— Problem description —
Reproduce the records below; each should match the original exactly.

— Data to examine —

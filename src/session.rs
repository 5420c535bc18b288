//! Owned application context wiring input, navigation and proximity.
//!
//! A [`NavigationSession`] replaces any global app object: the host owns it,
//! forwards input events into it, and calls [`NavigationSession::tick`] once
//! per frame. Within a tick the order is fixed: drain queued input,
//! integrate the navigator, publish the pose, run the proximity check.

use glam::Vec2;

use crate::camera::{CameraPose, FirstPersonNavigator, PoseTarget};
use crate::error::NavError;
use crate::input::{
    mailbox, InputAggregator, InputEvent, InputInbox, InputMailbox,
    PointerCapture,
};
use crate::options::Options;
use crate::proximity::{
    Aabb, ProximityDetector, ProximityEvent, ProximityHit, ProximityMonitor,
};

/// What one tick produced.
#[derive(Debug, Clone, Copy, PartialEq)]
pub struct TickReport {
    /// Pose published this tick.
    pub pose: CameraPose,
    /// Nearest volume on the view ray, if any.
    pub hit: Option<ProximityHit>,
    /// Change in the nearest volume since the previous tick.
    pub event: Option<ProximityEvent>,
}

/// Navigation core for one viewer: aggregator, navigator, detector.
#[derive(Debug)]
pub struct NavigationSession {
    input: InputAggregator,
    navigator: FirstPersonNavigator,
    detector: ProximityDetector,
    monitor: ProximityMonitor,
    mailbox: InputMailbox,
    inbox: InputInbox,
}

impl NavigationSession {
    /// Build a session from options, the host viewport, and the scene's
    /// colliding volumes (registered in the given order).
    ///
    /// # Errors
    ///
    /// Configuration errors from [`Options::navigator_config`] and
    /// [`ProximityOptions::validate`](crate::options::ProximityOptions::validate).
    pub fn new(
        options: &Options,
        viewport: Vec2,
        volumes: impl IntoIterator<Item = (Option<String>, Aabb)>,
    ) -> Result<Self, NavError> {
        let config = options.navigator_config(viewport)?;
        options.proximity.validate()?;
        let navigator = FirstPersonNavigator::new(config)?
            .with_position(options.start_position());

        let mut detector = ProximityDetector::new();
        for (label, bounds) in volumes {
            let _ = match label {
                Some(label) => detector.register_labeled(label, bounds),
                None => detector.register(bounds),
            };
        }

        let (mailbox, inbox) = mailbox::channel();
        log::info!(
            "navigation session ready: {} volumes, viewport {}x{}",
            detector.volumes().len(),
            viewport.x,
            viewport.y
        );

        Ok(Self {
            input: InputAggregator::new(),
            navigator,
            detector,
            monitor: ProximityMonitor::new(options.proximity.clone()),
            mailbox,
            inbox,
        })
    }

    /// Apply an input event on the tick thread.
    pub fn handle_input(&mut self, event: &InputEvent) {
        self.input.handle_event(event);
    }

    /// Sender for hosts that deliver input from another thread. Queued
    /// events are applied at the start of the next tick.
    #[must_use]
    pub fn mailbox(&self) -> InputMailbox {
        self.mailbox.clone()
    }

    /// Host toggled pointer lock.
    pub fn set_pointer_capture(&mut self, capture: PointerCapture) {
        self.input.set_pointer_capture(capture);
    }

    /// Host viewport resized.
    ///
    /// # Errors
    ///
    /// [`NavError::InvalidViewport`] for non-positive dimensions.
    pub fn resize(&mut self, width: f32, height: f32) -> Result<(), NavError> {
        self.navigator.set_viewport(width, height)
    }

    /// Run one frame and publish the pose into `camera`.
    ///
    /// # Errors
    ///
    /// [`NavError::InvalidTimestep`] for `dt <= 0`: nothing is integrated or
    /// published, though queued mailbox events are still applied. A
    /// malformed probe direction is logged and reported as no hit.
    pub fn tick(
        &mut self,
        dt: f32,
        camera: &mut impl PoseTarget,
    ) -> Result<TickReport, NavError> {
        let _ = self.inbox.drain_into(&mut self.input);

        let pose = self.navigator.update(dt, &mut self.input)?;
        self.navigator.apply_to(camera);

        let observation = self
            .monitor
            .observe(&self.detector, &pose)
            .unwrap_or_default();

        Ok(TickReport {
            pose,
            hit: observation.hit,
            event: observation.event,
        })
    }

    /// Input state.
    #[must_use]
    pub fn input(&self) -> &InputAggregator {
        &self.input
    }

    /// Navigator state.
    #[must_use]
    pub fn navigator(&self) -> &FirstPersonNavigator {
        &self.navigator
    }

    /// Mutable navigator, for teleports and scripted looks.
    pub fn navigator_mut(&mut self) -> &mut FirstPersonNavigator {
        &mut self.navigator
    }

    /// Registered volumes.
    #[must_use]
    pub fn detector(&self) -> &ProximityDetector {
        &self.detector
    }
}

— Result for this exercise —
filename src/session.rs
repository 5420c535bc18b288
//! Owned application context wiring input, navigation and proximity.
//!
//! A [`NavigationSession`] replaces any global app object: the host owns it,
//! forwards input events into it, and calls [`NavigationSession::tick`] once
//! per frame. Within a tick the order is fixed: drain queued input,
//! integrate the navigator, publish the pose, run the proximity check.

use glam::Vec2;

use crate::camera::{CameraPose, FirstPersonNavigator, PoseTarget};
use crate::error::NavError;
use crate::input::{
    mailbox, InputAggregator, InputEvent, InputInbox, InputMailbox,
    PointerCapture,
};
use crate::options::Options;
use crate::proximity::{
    Aabb, ProximityDetector, ProximityEvent, ProximityHit, ProximityMonitor,
};

/// What one tick produced.
#[derive(Debug, Clone, Copy, PartialEq)]
pub struct TickReport {
    /// Pose published this tick.
    pub pose: CameraPose,
    /// Nearest volume on the view ray, if any.
    pub hit: Option<ProximityHit>,
    /// Change in the nearest volume since the previous tick.
    pub event: Option<ProximityEvent>,
}

/// Navigation core for one viewer: aggregator, navigator, detector.
#[derive(Debug)]
pub struct NavigationSession {
    input: InputAggregator,
    navigator: FirstPersonNavigator,
    detector: ProximityDetector,
    monitor: ProximityMonitor,
    mailbox: InputMailbox,
    inbox: InputInbox,
}

impl NavigationSession {
    /// Build a session from options, the host viewport, and the scene's
    /// colliding volumes (registered in the given order).
    ///
    /// # Errors
    ///
    /// Configuration errors from [`Options::navigator_config`] and
    /// [`ProximityOptions::validate`](crate::options::ProximityOptions::validate).
    pub fn new(
        options: &Options,
        viewport: Vec2,
        volumes: impl IntoIterator<Item = (Option<String>, Aabb)>,
    ) -> Result<Self, NavError> {
        let config = options.navigator_config(viewport)?;
        options.proximity.validate()?;
        let navigator = FirstPersonNavigator::new(config)?
            .with_position(options.start_position());

        let mut detector = ProximityDetector::new();
        for (label, bounds) in volumes {
            let _ = match label {
                Some(label) => detector.register_labeled(label, bounds),
                None => detector.register(bounds),
            };
        }

        let (mailbox, inbox) = mailbox::channel();
        log::info!(
            "navigation session ready: {} volumes, viewport {}x{}",
            detector.volumes().len(),
            viewport.x,
            viewport.y
        );

        Ok(Self {
            input: InputAggregator::new(),
            navigator,
            detector,
            monitor: ProximityMonitor::new(options.proximity.clone()),
            mailbox,
            inbox,
        })
    }

    /// Apply an input event on the tick thread.
    pub fn handle_input(&mut self, event: &InputEvent) {
        self.input.handle_event(event);
    }

    /// Sender for hosts that deliver input from another thread. Queued
    /// events are applied at the start of the next tick.
    #[must_use]
    pub fn mailbox(&self) -> InputMailbox {
        self.mailbox.clone()
    }

    /// Host toggled pointer lock.
    pub fn set_pointer_capture(&mut self, capture: PointerCapture) {
        self.input.set_pointer_capture(capture);
    }

    /// Host viewport resized.
    ///
    /// # Errors
    ///
    /// [`NavError::InvalidViewport`] for non-positive dimensions.
    pub fn resize(&mut self, width: f32, height: f32) -> Result<(), NavError> {
        self.navigator.set_viewport(width, height)
    }

    /// Run one frame and publish the pose into `camera`.
    ///
    /// # Errors
    ///
    /// [`NavError::InvalidTimestep`] for `dt <= 0`: nothing is integrated or
    /// published, though queued mailbox events are still applied. A
    /// malformed probe direction is logged and reported as no hit.
    pub fn tick(
        &mut self,
        dt: f32,
        camera: &mut impl PoseTarget,
    ) -> Result<TickReport, NavError> {
        let _ = self.inbox.drain_into(&mut self.input);

        let pose = self.navigator.update(dt, &mut self.input)?;
        self.navigator.apply_to(camera);

        let observation = self
            .monitor
            .observe(&self.detector, &pose)
            .unwrap_or_default();

        Ok(TickReport {
            pose,
            hit: observation.hit,
            event: observation.event,
        })
    }

    /// Input state.
    #[must_use]
    pub fn input(&self) -> &InputAggregator {
        &self.input
    }

    /// Navigator state.
    #[must_use]
    pub fn navigator(&self) -> &FirstPersonNavigator {
        &self.navigator
    }

    /// Mutable navigator, for teleports and scripted looks.
    pub fn navigator_mut(&mut self) -> &mut FirstPersonNavigator {
        &mut self.navigator
    }

    /// Registered volumes.
    #[must_use]
    pub fn detector(&self) -> &ProximityDetector {
        &self.detector
    }
}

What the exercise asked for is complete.